The first part of presentation is devoted to constructing the maximal stable bridges in the three-dimensional (by the target set) linear differential game. In the second part, the procedure elaborated is applied to building an adaptive control in problems where there is no a priori geometric constraint for the second player's control.

Slide 2

Maximal stable bridges construction

Differential game in the original space and the equivalent game

Slide 3

In the original game, the phase vector can have any dimension m ≥ 3, but the convex target set depends only on three selected components of the phase vector. By the standard change of variables, we pass to the equivalent differential game of the third order without phase variables in the right-hand side of its dynamics. We assume that the constraints P, Q onto the controls of the first and second players are segments.

Approximating game

Slide 4

For constructing the maximal stable bridge in the approximating game, we divide the time axis into a grid {ti} with the step Δ to the left from the termination instant θ, and, under this, t0=θ. On each time step, we "freeze" the dynamics of the equivalent system. As a result, we obtain a collection of time sections (t-sections) Wi=W(ti) ⊂ R3 of the approximating maximal stable bridge W.

The construction of the time sections is implemented in a backward procedure: in the first step, on the basis of the target convex polyhedron, a convex polyhedron W1 is built; in the second step, on the basis of the polyhedron W1, a convex polyhedron W2 is built, and so on.

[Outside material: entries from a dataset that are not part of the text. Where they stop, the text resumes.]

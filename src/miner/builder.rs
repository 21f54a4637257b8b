// SPDX-License-Identifier: MPL-2.0
// This Source Code Form is subject to the terms of the Mozilla Public
// License, v. 2.0. If a copy of the MPL was not distributed with this
// file, You can obtain one at https://mozilla.org/MPL/2.0/.

//! TCP miner builder.

use std::time::Duration;

use crate::error::{Error, ValueError};
use crate::miner::{Miner, WebCredentials};
use crate::protocol::{Endpoint, TcpClient};

/// Builder for miners reached over the CGMiner TCP API.
///
/// Created by [`Miner::tcp`] or [`Miner::from_endpoint`]. Nothing is sent
/// while building: the first command opens the first connection.
///
/// # Examples
///
/// ```
/// use avalon_lib::Miner;
/// use std::time::Duration;
///
/// # fn example() -> avalon_lib::Result<()> {
/// let miner = Miner::tcp("192.168.1.50")
///     .with_port(4028)
///     .with_timeout(Duration::from_secs(3))
///     .with_retries(1)
///     .with_web_credentials("admin", "secret")
///     .build()?;
///
/// assert_eq!(miner.protocol().endpoint().attempts(), 2);
/// # Ok(())
/// # }
/// ```
#[derive(Debug, Clone)]
pub struct MinerBuilder {
    endpoint: Endpoint,
    credentials: WebCredentials,
}

impl MinerBuilder {
    pub(crate) fn new(endpoint: Endpoint) -> Self {
        Self {
            endpoint,
            credentials: WebCredentials::default(),
        }
    }

    /// Sets the API port.
    #[must_use]
    pub fn with_port(mut self, port: u16) -> Self {
        self.endpoint = self.endpoint.with_port(port);
        self
    }

    /// Sets the timeout of one attempt.
    #[must_use]
    pub fn with_timeout(mut self, timeout: Duration) -> Self {
        self.endpoint = self.endpoint.with_timeout(timeout);
        self
    }

    /// Sets how many times a failed attempt is repeated.
    #[must_use]
    pub fn with_retries(mut self, retries: u32) -> Self {
        self.endpoint = self.endpoint.with_retries(retries);
        self
    }

    /// Sets the web interface credentials used by `setpool`.
    #[must_use]
    pub fn with_web_credentials(
        mut self,
        user: impl Into<String>,
        password: impl Into<String>,
    ) -> Self {
        self.credentials = WebCredentials::new(user, password);
        self
    }

    /// Returns the connection settings.
    #[must_use]
    pub fn endpoint(&self) -> &Endpoint {
        &self.endpoint
    }

    /// Builds the miner.
    ///
    /// # Errors
    ///
    /// Returns [`ValueError::EmptyField`] if the host is empty.
    pub fn build(self) -> Result<Miner<TcpClient>, Error> {
        if self.endpoint.host().trim().is_empty() {
            return Err(ValueError::EmptyField("host").into());
        }

        Ok(Miner::new(TcpClient::new(self.endpoint)).with_web_credentials(self.credentials))
    }
}
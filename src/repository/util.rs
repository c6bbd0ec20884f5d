//! Repository utilities.

use diesel::result::DatabaseErrorInformation;

/// Simple error info wrapper for database errors.
#[derive(Debug)]
pub struct DbErrorInfo(pub String);

impl DatabaseErrorInformation for DbErrorInfo {
    fn message(&self) -> &str {
        &self.0
    }
    fn details(&self) -> Option<&str> {
        None
    }
    fn hint(&self) -> Option<&str> {
        None
    }
    fn table_name(&self) -> Option<&str> {
        None
    }
    fn column_name(&self) -> Option<&str> {
        None
    }
    fn constraint_name(&self) -> Option<&str> {
        None
    }
    fn statement_position(&self) -> Option<i32> {
        None
    }
}

/// Convert any displayable error to a diesel error with proper message.
pub fn to_diesel_error(e: impl std::fmt::Display) -> diesel::result::Error {
    diesel::result::Error::DatabaseError(
        diesel::result::DatabaseErrorKind::Unknown,
        Box::new(DbErrorInfo(e.to_string())),
    )
}

/// Redact the password of a database URL for display.
pub fn redact_url(url: &str) -> String {
    match url::Url::parse(url) {
        Ok(mut parsed) if parsed.password().is_some() => {
            let _ = parsed.set_password(Some("****"));
            parsed.to_string()
        }
        _ => url.to_string(),
    }
}
//! Proxy endpoints and the read-only pool built from credentials.

use crate::error::{IngestError, IngestResult};

use super::selection::ProxySelectionStrategy;

/// Username/password pair for an authenticated forward proxy.
#[derive(Clone, PartialEq, Eq)]
pub struct ProxyCredentials {
    pub username: String,
    pub password: String,
}

impl std::fmt::Debug for ProxyCredentials {
    fn fmt(&self, f: &mut std::fmt::Formatter<'_>) -> std::fmt::Result {
        f.debug_struct("ProxyCredentials")
            .field("username", &self.username)
            .field("password", &"<redacted>")
            .finish()
    }
}

/// Everything needed to build a pool: credentials plus a port range.
#[derive(Debug, Clone, PartialEq, Eq)]
pub struct PoolSpec {
    pub scheme: String,
    pub host: String,
    pub credentials: ProxyCredentials,
    /// Inclusive.
    pub port_start: u16,
    /// Inclusive.
    pub port_end: u16,
}

/// One authenticated proxy endpoint.
#[derive(Debug, Clone, PartialEq, Eq)]
pub struct ProxyEndpoint {
    scheme: String,
    host: String,
    port: u16,
    credentials: ProxyCredentials,
}

impl ProxyEndpoint {
    pub fn new(scheme: &str, host: &str, port: u16, credentials: ProxyCredentials) -> Self {
        Self {
            scheme: scheme.to_string(),
            host: host.to_string(),
            port,
            credentials,
        }
    }

    pub fn host(&self) -> &str {
        &self.host
    }

    pub fn port(&self) -> u16 {
        self.port
    }

    /// Full proxy URL including credentials. Never log this.
    pub fn url(&self) -> String {
        let base = format!("{}://{}:{}", self.scheme, self.host, self.port);
        let Ok(mut url) = url::Url::parse(&base) else {
            return base;
        };
        // Userinfo setters percent-encode reserved characters
        if url.set_username(&self.credentials.username).is_err()
            || url.set_password(Some(&self.credentials.password)).is_err()
        {
            return base;
        }
        url.as_str().trim_end_matches('/').to_string()
    }

    /// `host:port`, safe for logs and health bookkeeping.
    pub fn label(&self) -> String {
        format!("{}:{}", self.host, self.port)
    }
}

/// Ordered, immutable set of proxy endpoints. Insertion order is rotation order.
#[derive(Debug, Clone, Default)]
pub struct ProxyPool {
    endpoints: Vec<ProxyEndpoint>,
}

impl ProxyPool {
    pub fn empty() -> Self {
        Self::default()
    }

    pub fn from_endpoints(endpoints: Vec<ProxyEndpoint>) -> Self {
        Self { endpoints }
    }

    pub fn len(&self) -> usize {
        self.endpoints.len()
    }

    pub fn is_empty(&self) -> bool {
        self.endpoints.is_empty()
    }

    pub fn endpoints(&self) -> &[ProxyEndpoint] {
        &self.endpoints
    }

    pub fn get(&self, idx: usize) -> Option<&ProxyEndpoint> {
        self.endpoints.get(idx)
    }
}

/// Build one endpoint per port in the inclusive range.
pub fn build_proxy_list(spec: &PoolSpec) -> IngestResult<ProxyPool> {
    if spec.host.trim().is_empty() {
        return Err(IngestError::configuration("proxy host is empty"));
    }
    if spec.credentials.username.is_empty() || spec.credentials.password.is_empty() {
        return Err(IngestError::configuration(
            "proxy username and password are required",
        ));
    }
    if spec.port_start > spec.port_end {
        return Err(IngestError::configuration(format!(
            "proxy port range is inverted ({} > {})",
            spec.port_start, spec.port_end
        )));
    }

    let endpoints = (spec.port_start..=spec.port_end)
        .map(|port| ProxyEndpoint::new(&spec.scheme, &spec.host, port, spec.credentials.clone()))
        .collect();

    Ok(ProxyPool::from_endpoints(endpoints))
}

/// Pick one endpoint from the pool using the given strategy.
pub fn select_proxy<'a>(
    pool: &'a ProxyPool,
    strategy: &dyn ProxySelectionStrategy,
) -> IngestResult<&'a ProxyEndpoint> {
    if pool.is_empty() {
        return Err(IngestError::configuration(
            "proxy pool is empty (are proxy credentials configured?)",
        ));
    }

    let idx = strategy.select(pool).ok_or_else(|| {
        IngestError::configuration("proxy selection strategy returned no endpoint")
    })?;

    pool.get(idx)
        .ok_or_else(|| IngestError::configuration(format!("proxy index {} out of range", idx)))
}
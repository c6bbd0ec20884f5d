//! Diesel ORM models for the `stat_rows` table.

use diesel::prelude::*;

use crate::schema;

/// Stored stats row.
#[derive(Queryable, Selectable, Identifiable, Debug, Clone)]
#[diesel(table_name = schema::stat_rows)]
pub struct StatRowRecord {
    pub id: i32,
    pub dataset: String,
    pub natural_key: String,
    pub season: Option<String>,
    pub payload: String,
    pub fetched_at: String,
}

/// New stats row for insertion.
#[derive(Insertable, Debug)]
#[diesel(table_name = schema::stat_rows)]
pub struct NewStatRow<'a> {
    pub dataset: &'a str,
    pub natural_key: &'a str,
    pub season: Option<&'a str>,
    pub payload: &'a str,
    pub fetched_at: &'a str,
}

The construction of each next section Wi+1 of the bridge includes operations with convex polyhedrons, namely, constructing the algebraic sum (Minkowski sum) Fi of the polyhedron Wi and the segment −Δ·Pi (this takes into account the action of the first player) and constructing the geometric difference (Minkowski difference) of the polyhedron Fi and the segment Δ·Qi (this takes into account the action of the second player). The latter procedure is equivalent to building the convex hull of the difference ρ(·, Fi) − ρ(·, Δ·Qi) of the support functions of the sets Fi and Δ·Qi.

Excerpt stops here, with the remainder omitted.